Hi Garyk, Salvatore, Mark and Dan,
Thanks for the spec reviews,
I have modified the spec and
https://review.openstack.org/#/c/15619/4 is there in consistency with
the spec.
I think the main concerns are:
1. created_at and updated_at fields.
2. cache on server
The new design and implementation does not have these two stuff.
3. for router distribution among multiple l3 agents, we will do it in
quantum scheduler and multiple hosts and agents features.
In scheduler, we will enable agents to report their state to quantum
server, then quantum server can schedule routers, dhcp stuff to related
agents.
Thanks
Yong Sheng Gong
On 11/14/2012 09:18 AM, Dan Wendlandt wrote:
Yes, realistically, the blueprint should have said "avoid expensive
polling when using l3-agent". During Folsom, the way we did this for
the L2-agents was introducing an RPC-layer, so that is what we named
this blueprint, but in hindsight that is specifying the mechanism, not
the goal.
Dan
On Tue, Nov 13, 2012 at 2:28 PM, Mark McClain
<[email protected] <mailto:[email protected]>> wrote:
Sorry for the delay responding. I wanted to read through the
proposed review which was updated overnight.
I think the current direction of the code is starting to head in
the right direction, but I don't think it goes far enough. I was
thinking about the problem on my run today and realized that part
of the issue might be the blueprint description. The blueprint
summary and title say to convert to RPC, but in reality all that
is needed is a combination of notifications (which are already
emitted by Quantum) and targeted API calls. Adding RPC actually
increases the complexity and number of changes and essentially
duplicates notification functionality.
At DreamHost, we we built our own L3 router service based off
Quantum's notifications and http api. Using both, we were able to
keep the existing agent/server relationship and improve the
communication efficiency by only making requests when needed.
Another benefit to this design was that we were able to keep the
number of files changed to a minimum: one (l3_agent.py).
mark
PS: I'm working get that code open sourced, so folks can take a look.
On Nov 13, 2012, at 7:54 AM, Gary Kotton <[email protected]
<mailto:[email protected]>> wrote:
Hi,
I too have added some comments to the document.
Thanks
Gary
On 11/13/2012 12:06 PM, Salvatore Orlando wrote:
Hi Yong,
I added some more comments on the google document.
I don't think this design is bad. Still, I believe we can smooth
some details in order to keep the efficiency improvement that
you are achieving with a lesser impact on the plugin.
I also have some more comments inline.
Thanks,
Salvatore
On 12 November 2012 23:50, gong yong sheng
<[email protected] <mailto:[email protected]>>
wrote:
Hi salv-orlando and markmcclain,
There is no email back for a long time since I sent out the
spec, So I had not paid attention to the spec for a while.

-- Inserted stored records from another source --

//! Bound models: every generator built and every rule set bound.

use crate::cast::ValueCaster;
use crate::error::GeneratorError;
use crate::generators::FieldGenerator;
use datagen_core::{FieldDefinition, FieldValue, ModelDefinition, Row};
use datagen_rules::{RuleError, RuleSet, UnboundRuleSet};
use rand::Rng;
use std::path::Path;
use tracing::{debug, info, warn};

/// A field drawn at random.
#[derive(Debug, Clone)]
pub struct RandomField {
    pub name: String,
    pub generator: FieldGenerator,
}

/// A field computed from other fields by its rule set.
#[derive(Debug, Clone)]
pub struct ComputedField {
    pub name: String,
    pub rules: RuleSet,
    pub caster: ValueCaster,
}

/// An immutable model ready for generation.
///
/// Binding consumes the [`ModelDefinition`]: all rule sets are parsed first
/// and only then bound against the complete field list, so a rule may
/// reference any field regardless of declaration order. A `BoundModel` is
/// `Send + Sync` and is shared by all workers.
#[derive(Debug, Clone)]
pub struct BoundModel {
    definition: ModelDefinition,
    random_fields: Vec<RandomField>,
    computed_fields: Vec<ComputedField>,
    /// A random field is declared after a computed one
    needs_reorder: bool,
}

impl BoundModel {
    /// Build generators and bind rule sets.
    pub fn bind(definition: ModelDefinition) -> Result<Self, GeneratorError> {
        let mut random_fields = Vec::new();
        let mut unbound: Vec<(UnboundRuleSet, ValueCaster)> = Vec::new();
        let mut needs_reorder = false;

        // Parse everything before binding anything
        for field in &definition.fields {
            match field.rule_lines() {
                Some(lines) => {
                    let rules = UnboundRuleSet::parse(field.name.as_str(), lines);
                    unbound.push((rules, ValueCaster::for_field(field)?));
                }
                None => {
                    needs_reorder |= !unbound.is_empty();
                    random_fields.push(random_field(field)?);
                }
            }
        }

        let computed_fields: Vec<ComputedField> = unbound
            .into_iter()
            .map(|(rules, caster)| {
                let rules = rules.bind(&definition);
                ComputedField {
                    name: rules.field().to_string(),
                    rules,
                    caster,
                }
            })
            .collect();

        let model = Self {
            definition,
            random_fields,
            computed_fields,
            needs_reorder,
        };

        let diagnostics = model.diagnostics().count();
        if diagnostics > 0 {
            warn!(
                "Model '{}' has {diagnostics} rule problem(s); affected lines never match",
                model.name()
            );
        }
        info!(
            "Bound model '{}': {} random field(s), {} computed field(s)",
            model.name(),
            model.random_fields.len(),
            model.computed_fields.len()
        );
        Ok(model)
    }

    /// Load and bind a model from a YAML file.
    pub fn from_file(path: impl AsRef<Path>) -> Result<Self, GeneratorError> {
        Self::bind(ModelDefinition::from_file(path)?)
    }

    /// Parse and bind a model from a YAML string.
    pub fn from_yaml(yaml: &str) -> Result<Self, GeneratorError> {
        Self::bind(ModelDefinition::from_yaml(yaml)?)
    }

    pub fn definition(&self) -> &ModelDefinition {
        &self.definition
    }

    pub fn name(&self) -> &str {
        &self.definition.name
    }

    pub fn seed(&self) -> Option<u64> {
        self.definition.seed
    }

    pub fn random_fields(&self) -> &[RandomField] {
        &self.random_fields
    }

    /// Computed fields in declared order.
    pub fn computed_fields(&self) -> &[ComputedField] {
        &self.computed_fields
    }

    /// Names of fields that appear in output (ghost fields excluded).
    pub fn output_field_names(&self) -> Vec<&str> {
        self.definition.output_field_names()
    }

    /// Parse and bind problems of every rule set.
    pub fn diagnostics(&self) -> impl Iterator<Item = &RuleError> {
        self.computed_fields
            .iter()
            .flat_map(|f| f.rules.diagnostics())
    }

    /// Build one row: random fields first, then computed fields in declared
    /// order, each seeing the row built so far.
    ///
    /// The returned row lists its values in declared field order.
    pub fn build_row<R: Rng>(&self, rng: &mut R, index: u64) -> Row {
        let mut row = Row::with_capacity(index, self.definition.fields.len());

        for field in &self.random_fields {
            row.set(field.name.as_str(), field.generator.generate(rng, index));
        }

        for field in &self.computed_fields {
            let output = field.rules.evaluate(&row);
            let value = field.caster.cast(&output).unwrap_or_else(|| {
                if output.is_empty() {
                    debug!(row = index, "Field '{}' computed no value", field.name);
                } else {
                    warn!(
                        row = index,
                        "Field '{}': cannot cast '{output}', using null", field.name
                    );
                }
                FieldValue::Null
            });
            row.set(field.name.as_str(), value);
        }

        if self.needs_reorder {
            let definition = &self.definition;
            row.reorder_by(|name| definition.field_position(name).unwrap_or(usize::MAX));
        }
        row
    }
}

fn random_field(definition: &FieldDefinition) -> Result<RandomField, GeneratorError> {
    Ok(RandomField {
        name: definition.name.clone(),
        generator: FieldGenerator::from_definition(definition)?,
    })
}
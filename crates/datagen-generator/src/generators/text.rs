//! Text, identifier and network value generators.

use datagen_core::FieldValue;
use md5::{Digest, Md5};
use rand::distr::{Alphanumeric, SampleString};
use rand::Rng;
use uuid::Uuid;

/// Default length of generated strings.
pub const DEFAULT_STRING_LENGTH: usize = 20;

/// Generate random alphanumeric characters.
pub fn generate_alphanumeric<R: Rng>(rng: &mut R, length: usize) -> FieldValue {
    FieldValue::Text(Alphanumeric.sample_string(rng, length))
}

/// Generate random uppercase letters (`A`-`Z`).
pub fn generate_uppercase<R: Rng>(rng: &mut R, length: usize) -> FieldValue {
    let text = (0..length)
        .map(|_| char::from(rng.random_range(b'A'..=b'Z')))
        .collect();
    FieldValue::Text(text)
}

/// Generate `length` random bytes.
pub fn generate_bytes<R: Rng>(rng: &mut R, length: usize) -> FieldValue {
    let mut bytes = vec![0u8; length];
    rng.fill(bytes.as_mut_slice());
    FieldValue::Bytes(bytes)
}

/// MD5 digest of `text`.
pub fn md5_digest(text: &str) -> Vec<u8> {
    Md5::digest(text.as_bytes()).to_vec()
}

/// Generate the MD5 digest of a random alphanumeric string of `length`.
pub fn generate_md5<R: Rng>(rng: &mut R, length: usize) -> FieldValue {
    FieldValue::Bytes(md5_digest(&Alphanumeric.sample_string(rng, length)))
}

/// Generate a random UUID v4 using the provided RNG.
pub fn generate_uuid_v4<R: Rng>(rng: &mut R) -> FieldValue {
    // Generate 16 random bytes
    let mut bytes = [0u8; 16];
    rng.fill(&mut bytes);

    // Set version (4) and variant (RFC 4122) bits
    bytes[6] = (bytes[6] & 0x0f) | 0x40;
    bytes[8] = (bytes[8] & 0x3f) | 0x80;

    FieldValue::Text(Uuid::from_bytes(bytes).to_string())
}

/// Generate a dotted IPv4 address.
pub fn generate_ipv4<R: Rng>(rng: &mut R) -> FieldValue {
    let [a, b, c, d]: [u8; 4] = rng.random();
    FieldValue::Text(format!("{a}.{b}.{c}.{d}"))
}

I do apologise for that. However, as you know, when this happens
it's not because we're deliberately ignoring the work.
I have replied mark's comments.
I have to say, this design is of high efficiency.
I agree that the goal will be to increase efficiency of the
interface between the plugin and the agent.
1. l3 agent does not bug server many times within a sync cycle.
Agreed, but I suspect we'll be paying an undesired price in
terms of scalability of the server side component.
I have some comments on the google document and a suggestion for
an alternative, which I'm pretty sure you've already considered.
So it's up to you telling me why the alternative would be worse
than the solution you're proposing :)
2. We use adjustable periodical time to sync data so that
even if administrator operates routers' data in a frequent
manner,
the system's behaviour can be expected. There is no
notification and data exchange between l3 agent and quantum
server for every
router operation. This will create latency between router
update and putting into operation. Of course, we can modify
the algorithm so that
l3 agent will sync data after each router and its related
data modified. ( including created, deleted, updated)
I found interesting that you are seeing periodic sync as a
better approach compared to notifications. I agree the period of
synchronization is tuneable, and expert deployers will be able
to analyse their traffic pattern and find the optimal sync
period. Still, notifications is a widely and successfully used
mechanism in a wide set of apps. So I'm curious to hear why you
think they might not be as good as periodic syn in our case.
interface
the interface between quantum server and l3 agent is simple:
l3 agent -> quantum server:
sync_routers(host, synctype)
synctype is full sync and incremental sync.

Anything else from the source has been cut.